The Fox News agenda is to get people back to work. And it’s working, at least for religion and gun rights. In Kansas, the GOP overrode the governor, who had banned religious gatherings. In Idaho, Ammon Bundy is leading a so-called Liberty Rebellion. At a meeting that probably violated Idaho’s restrictions on social gatherings, Bundy said, “If it gets bad enough, and our rights are infringed upon enough, we can physically stand in defense in whatever way we need to.” Infringement of rights is code for taking away guns. “In whatever way we need to” is code for using guns. Meanwhile, Vice President Pence is already laying out the plan to open up the US economy. In the Vice President’s words, “No one wants to reopen America more than President Donald Trump.”

I hope Fox News, the Kansan GOP, Ammon Bundy, and the people advocating a rapid reopening of the US economy take a look at the Sky News report above. Spain is officially over the mortality hump, but its hospitals continue to add capacity for patients.

Trump and Fox News want a narrative that the US economy is opening in order to win re-election. If anyone is sure that the pandemic is ending soon or claims to know how this pandemic ends, it’s likely because they have something to sell. The truth right now is no one knows how it ends.

While we’re on the subject of having something to sell, I haven’t noticed any shortages at the stores I’ve visited in the past week. In the US, though, it seems that food distribution is having some of the same problems as toilet paper distribution. That is, there is plenty of food, but the food in commercial distribution systems to restaurants and cafeterias doesn’t have a good way to get into retail grocery outlets. For one thing, commercial food products typically are larger and commercial recipes are often by can size. How many households can use a #10 can of green beans that weighs six pounds? Nevertheless, with the restaurant business closed down, restaurant wholesalers now are opening up for retail business.
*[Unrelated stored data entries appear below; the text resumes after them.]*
impl McpPolicy {
    /// Compile a [`RawPolicy`] (as produced by YAML loading and pack
    /// merging) into an evaluator, pre-compiling every regex field.
    pub fn compile(raw: RawPolicy) -> Result<Self, PolicyError> {
        let rules = raw
            .rules
            .into_iter()
            .map(|r| {
                let tool_name_regex = r
                    .match_
                    .tool_name_regex
                    .as_deref()
                    .map(Regex::new)
                    .transpose()
                    .map_err(|source| PolicyError::InvalidToolNameRegex {
                        id: r.id.clone(),
                        source,
                    })?;
                Ok(Rule {
                    id: r.id,
                    name_match: NameMatch {
                        tool_name: r.match_.tool_name,
                        tool_name_regex,
                        tool_name_any: r.match_.tool_name_any,
                    },
                    argument_patterns: r.match_.argument_patterns,
                    decision: r.decision,
                    reason: r.reason,
                })
            })
            .collect::<Result<Vec<_>, PolicyError>>()?;

        let resource_rules = raw
            .resource_rules
            .into_iter()
            .map(|r| {
                let uri_regex = r
                    .uri_regex
                    .as_deref()
                    .map(Regex::new)
                    .transpose()
                    .map_err(|source| PolicyError::InvalidUriRegex {
                        id: r.id.clone(),
                        source,
                    })?;
                Ok(ResourceRule {
                    id: r.id,
                    uri_pattern: r.uri_pattern,
                    uri_regex,
                    scheme: r.scheme,
                    decision: r.decision,
                    reason: r.reason,
                })
            })
            .collect::<Result<Vec<_>, PolicyError>>()?;

        let value_limits = raw
            .value_limits
            .into_iter()
            .map(|r| {
                let tool_name_regex = r
                    .tool_name_regex
                    .as_deref()
                    .map(Regex::new)
                    .transpose()
                    .map_err(|source| PolicyError::InvalidToolNameRegex {
                        id: r.id.clone(),
                        source,
                    })?;
                Ok(ValueLimitRule {
                    id: r.id,
                    tool_pattern: r.tool_pattern,
                    tool_name_regex,
                    argument: r.argument,
                    min: r.min,
                    max: r.max,
                    decision: r.decision,
                    reason: r.reason,
                })
            })
            .collect::<Result<Vec<_>, PolicyError>>()?;

        Ok(McpPolicy {
            defaults_decision: raw.defaults.decision,
            blocked_tools: raw.blocked_tools,
            rules,
            blocked_resources: raw.blocked_resources,
            resource_rules,
            value_limits,
        })
    }

    /// An empty, permissive policy — every call falls through to AUDIT.
    pub fn empty() -> Self {
        McpPolicy::compile(RawPolicy::default()).expect("empty policy always compiles")
    }

    pub fn evaluate_tool_call(&self, name: &str, arguments: &Value) -> Verdict {
        for pattern in &self.blocked_tools {
            if matches_tool_name(name, pattern) {
                return Verdict {
                    decision: Decision::Block,
                    triggered_rules: vec![format!("blocked-tool:{pattern}")],
                    reasons: vec![format!(
                        "tool '{name}' matches blocked tools list pattern '{pattern}'"
                    )],
                };
            }
        }

        let mut best: Option<Decision> = None;
        let mut triggered = Vec::new();
        let mut reasons = Vec::new();
        for rule in &self.rules {
            if !rule.matches(name, arguments) {
                continue;
            }
            match best {
                Some(current) if current > rule.decision => {}
                Some(current) if current == rule.decision => {
                    triggered.push(rule.id.clone());
                    reasons.push(rule.reason.clone());
                }
                _ => {
                    best = Some(rule.decision);
                    triggered = vec![rule.id.clone()];
                    reasons = vec![rule.reason.clone()];
                }
            }
        }

        match best {
            Some(decision) => Verdict {
                decision,
                triggered_rules: triggered,
                reasons,
            },
            None => Verdict {
                decision: self.defaults_decision,
                triggered_rules: Vec::new(),
                reasons: Vec::new(),
            },
        }
    }

    pub fn evaluate_resource_read(&self, uri: &str) -> Verdict {
        for pattern in &self.blocked_resources {
            if matches_uri(uri, pattern) {
                let verdict = Verdict {
                    decision: Decision::Block,
                    triggered_rules: vec![format!("blocked-resource:{pattern}")],
                    reasons: vec![format!(
                        "resource '{uri}' matches blocked resources list pattern '{pattern}'"
                    )],
                };
                return self.escalate_for_file(uri, verdict);
            }
        }

        let mut best: Option<Decision> = None;
        let mut triggered = Vec::new();
        let mut reasons = Vec::new();
        for rule in &self.resource_rules {
            if !rule.matches(uri) {
                continue;
            }
            match best {
                Some(current) if current > rule.decision => {}
                Some(current) if current == rule.decision => {
                    triggered.push(rule.id.clone());
                    reasons.push(rule.reason.clone());
                }
                _ => {
                    best = Some(rule.decision);
                    triggered = vec![rule.id.clone()];
                    reasons = vec![rule.reason.clone()];
                }
            }
        }

        let verdict = match best {
            Some(decision) => Verdict {
                decision,
                triggered_rules: triggered,
                reasons,
            },
            None => Verdict {
                decision: self.defaults_decision,
                triggered_rules: Vec::new(),
                reasons: Vec::new(),
            },
        };
        self.escalate_for_file(uri, verdict)
    }

    fn escalate_for_file(&self, uri: &str, mut verdict: Verdict) -> Verdict {
        let Some(path) = uri.strip_prefix("file://") else {
            return verdict;
        };
        let guard = path_guard::check("resources/read", &serde_json::json!({ "uri": path }));
        if guard.blocked {
            verdict.decision = Decision::Block;
            verdict.triggered_rules.push("config-file-guard".to_string());
            verdict.reasons.push(format!(
                "resource path '{path}' matches a protected configuration file"
            ));
        }
        verdict
    }

    pub fn check_value_limits(&self, name: &str, arguments: &Value) -> ValueLimitResult {
        let mut findings = Vec::new();
        for rule in &self.value_limits {
            if !rule.tool_matches(name) {
                continue;
            }
            let Some(value) = arguments.get(&rule.argument).and_then(extract_number) else {
                continue;
            };
            let mut breached = false;
            if let Some(max) = rule.max {
                if value > max {
                    breached = true;
                }
            }
            if let Some(min) = rule.min {
                if value < min {
                    breached = true;
                }
            }
            if breached {
                findings.push(ValueLimitFinding {
                    id: rule.id.clone(),
                    decision: rule.decision,
                    reason: rule.reason.clone(),
                });
            }
        }
        let blocked = findings.iter().any(|f| f.decision == Decision::Block);
        ValueLimitResult { blocked, findings }
    }
}
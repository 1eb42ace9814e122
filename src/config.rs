//! Policy-file loading: reads the base policy document plus any number of
//! "pack" files and merges them into one [`RawPolicy`] for [`crate::policy::McpPolicy::compile`].
//!
//! Grounded on the teacher's `config.rs::NodeConfig` loader idiom
//! (load-from-path plus a `json_schema()` helper), widened from a single
//! self-contained document into base+pack union merging.

use std::path::Path;

use thiserror::Error;

use crate::policy::RawPolicy;

#[derive(Debug, Error)]
pub enum ConfigError {
    #[error("failed to read policy file '{path}': {source}")]
    Read {
        path: String,
        #[source]
        source: std::io::Error,
    },
    #[error("failed to parse policy file '{path}': {source}")]
    Parse {
        path: String,
        #[source]
        source: serde_yaml::Error,
    },
}

/// Load a base policy file and merge zero or more pack files into it.
///
/// Pack files whose base file name starts with `_` are treated as
/// disabled and skipped entirely. `blocked_tools`/`blocked_resources`
/// union into the base (duplicates dropped); `rules`/`resource_rules`/
/// `value_limits` append in pack order.
pub fn load_policy<P: AsRef<Path>>(base_path: P, pack_paths: &[P]) -> Result<RawPolicy, ConfigError> {
    let mut policy = load_raw(base_path.as_ref())?;
    for pack_path in pack_paths {
        let pack_path = pack_path.as_ref();
        if is_disabled(pack_path) {
            continue;
        }
        let pack = load_raw(pack_path)?;
        merge_pack(&mut policy, pack);
    }
    Ok(policy)
}

fn is_disabled(path: &Path) -> bool {
    path.file_name()
        .and_then(|n| n.to_str())
        .map(|n| n.starts_with('_'))
        .unwrap_or(false)
}

fn load_raw(path: &Path) -> Result<RawPolicy, ConfigError> {
    let text = std::fs::read_to_string(path).map_err(|source| ConfigError::Read {
        path: path.display().to_string(),
        source,
    })?;
    serde_yaml::from_str(&text).map_err(|source| ConfigError::Parse {
        path: path.display().to_string(),
        source,
    })
}

fn merge_pack(base: &mut RawPolicy, pack: RawPolicy) {
    for tool in pack.blocked_tools {
        if !base.blocked_tools.contains(&tool) {
            base.blocked_tools.push(tool);
        }
    }
    for resource in pack.blocked_resources {
        if !base.blocked_resources.contains(&resource) {
            base.blocked_resources.push(resource);
        }
    }
    base.rules.extend(pack.rules);
    base.resource_rules.extend(pack.resource_rules);
    base.value_limits.extend(pack.value_limits);
}

/// A JSON Schema describing the policy-file document shape, for `policy
/// schema` / editor tooling.
pub fn policy_schema() -> String {
    serde_json::to_string_pretty(&serde_json::json!({
        "$schema": "http://json-schema.org/draft-07/schema#",
        "title": "AgentShield MCP Policy",
        "type": "object",
        "properties": {
            "defaults": {
                "type": "object",
                "properties": {
                    "decision": {"type": "string", "enum": ["ALLOW", "AUDIT", "BLOCK"], "default": "AUDIT"}
                }
            },
            "blocked_tools": {"type": "array", "items": {"type": "string"}},
            "rules": {
                "type": "array",
                "items": {
                    "type": "object",
                    "required": ["id", "decision", "reason"],
                    "properties": {
                        "id": {"type": "string"},
                        "match": {
                            "type": "object",
                            "properties": {
                                "tool_name": {"type": "string"},
                                "tool_name_regex": {"type": "string"},
                                "tool_name_any": {"type": "array", "items": {"type": "string"}},
                                "argument_patterns": {"type": "object", "additionalProperties": {"type": "string"}}
                            }
                        },
                        "decision": {"type": "string", "enum": ["ALLOW", "AUDIT", "BLOCK"]},
                        "reason": {"type": "string"}
                    }
                }
            },
            "blocked_resources": {"type": "array", "items": {"type": "string"}},
            "resource_rules": {
                "type": "array",
                "items": {
                    "type": "object",
                    "required": ["id", "decision", "reason"],
                    "properties": {
                        "id": {"type": "string"},
                        "uri_pattern": {"type": "string"},
                        "uri_regex": {"type": "string"},
                        "scheme": {"type": "string"},
                        "decision": {"type": "string", "enum": ["ALLOW", "AUDIT", "BLOCK"]},
                        "reason": {"type": "string"}
                    }
                }
            },
            "value_limits": {
                "type": "array",
                "items": {
                    "type": "object",
                    "required": ["id", "argument", "decision", "reason"],
                    "properties": {
                        "id": {"type": "string"},
                        "tool_pattern": {"type": "string"},
                        "tool_name_regex": {"type": "string"},
                        "argument": {"type": "string"},
                        "min": {"type": "number"},
                        "max": {"type": "number"},
                        "decision": {"type": "string", "enum": ["ALLOW", "AUDIT", "BLOCK"]},
                        "reason": {"type": "string"}
                    }
                }
            }
        }
    }))
    .unwrap()
}
use index::{BackendConfig, EmbeddingIndex, IndexConfig};
use serde_json::json;

fn main() -> anyhow::Result<()> {
    std::fs::create_dir_all("data")?;

    let cfg = IndexConfig::new()
        .with_dimension(4)
        .with_backend(BackendConfig::redb("data/faces.redb"));
    let index = EmbeddingIndex::open(cfg)?;

    // Two enrolled faces pointing in clearly different directions.
    let enrolled = [
        ("ada", [0.9, 0.1, 0.0, 0.1], json!({"name": "Ada", "age": 36})),
        ("alan", [0.0, 0.2, 0.9, 0.1], json!({"name": "Alan", "age": 41})),
    ];

    for (key, vector, metadata) in enrolled {
        if index.contains(key)? {
            index.replace(key, &vector, metadata)?;
        } else {
            index.insert(key, &vector, metadata)?;
        }
    }
    println!("Indexed {} faces.", index.len());

    let probe = [0.85, 0.15, 0.05, 0.1];
    for hit in index.query(&probe, 2)? {
        println!(
            "{} similarity={:.3} metadata={}",
            hit.identity_key,
            hit.similarity(),
            hit.metadata
        );
    }

    index.close()?;
    Ok(())
}
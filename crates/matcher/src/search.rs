use std::cmp::Ordering;
use std::sync::Arc;

use index::{vector, EmbeddingIndex};
use tracing::debug;

use crate::types::{Candidate, MatchError, SearchConfig, Threshold};

/// Thresholded nearest-neighbour search over an [`EmbeddingIndex`].
pub struct SimilaritySearch {
    index: Arc<EmbeddingIndex>,
    cfg: SearchConfig,
}

impl SimilaritySearch {
    pub fn new(index: Arc<EmbeddingIndex>, cfg: SearchConfig) -> Result<Self, MatchError> {
        cfg.validate()?;
        Ok(Self { index, cfg })
    }

    pub fn index(&self) -> &Arc<EmbeddingIndex> {
        &self.index
    }

    pub fn config(&self) -> &SearchConfig {
        &self.cfg
    }

    /// Candidates whose similarity to `probe` is at least `threshold`,
    /// most similar first. Equal similarities are ordered by key.
    ///
    /// The probe is normalized first; a zero vector is passed through as-is.
    /// An empty result means "no match".
    pub fn search(&self, probe: &[f32], threshold: Threshold) -> Result<Vec<Candidate>, MatchError> {
        let probe = vector::normalized(probe);
        let neighbors = self.index.query(&probe, self.cfg.limit)?;
        let fetched = neighbors.len();

        let mut candidates: Vec<Candidate> = neighbors
            .into_iter()
            .map(|n| Candidate {
                similarity: n.similarity(),
                identity_key: n.identity_key,
                metadata: n.metadata,
            })
            .filter(|c| threshold.admits(c.similarity))
            .collect();

        candidates.sort_by(|a, b| {
            b.similarity
                .partial_cmp(&a.similarity)
                .unwrap_or(Ordering::Equal)
                .then_with(|| a.identity_key.cmp(&b.identity_key))
        });

        debug!(
            threshold = threshold.value(),
            fetched,
            admitted = candidates.len(),
            "similarity search"
        );
        Ok(candidates)
    }
}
In Barcelona there are long lines in front of stores, not because of any shortages, but because everything closes down from Friday to Monday for Easter weekend. Except Saturday, a fruit stand owner at Mercat de La Concepció reminded me twice yesterday as I dropped strawberries in my cart. The stores will be open Saturday.

There was a line at the post office, too, but the nice thing was being allowed to wait outside at the post office instead of inside. I think all post offices should consider making outside lines a permanent policy.

Line outside the post office on Passeig de Sant Joan in Barcelona.

All this holiday store closing shenanigans is an adjustment for someone from New York, the city that never sleeps. Or is it the city that never slept?

Happy Good Friday. To my Jewish friends, a belated Happy Passover. Everyone is making Covid-19 adjustments to their rituals.

A friend in Egypt pointed out that the month long Muslim celebration of Ramadan is right around the corner. He’s worried that shortened store hours during the holiday will set the stage for overcrowding and infection.

My San Francisco friend David posted on his Facebook page The Coronaggadah, A Passover Haggadah for This New Age of the Plague, a very amusing update to Jewish tradition.

Saint John the Divine Church, once my neighborhood Episcopal church, will celebrate Easter as a Covid-19 field hospital. It’s a good holiday story about putting aside our differences to help one another. I hope someone in the White House hears it.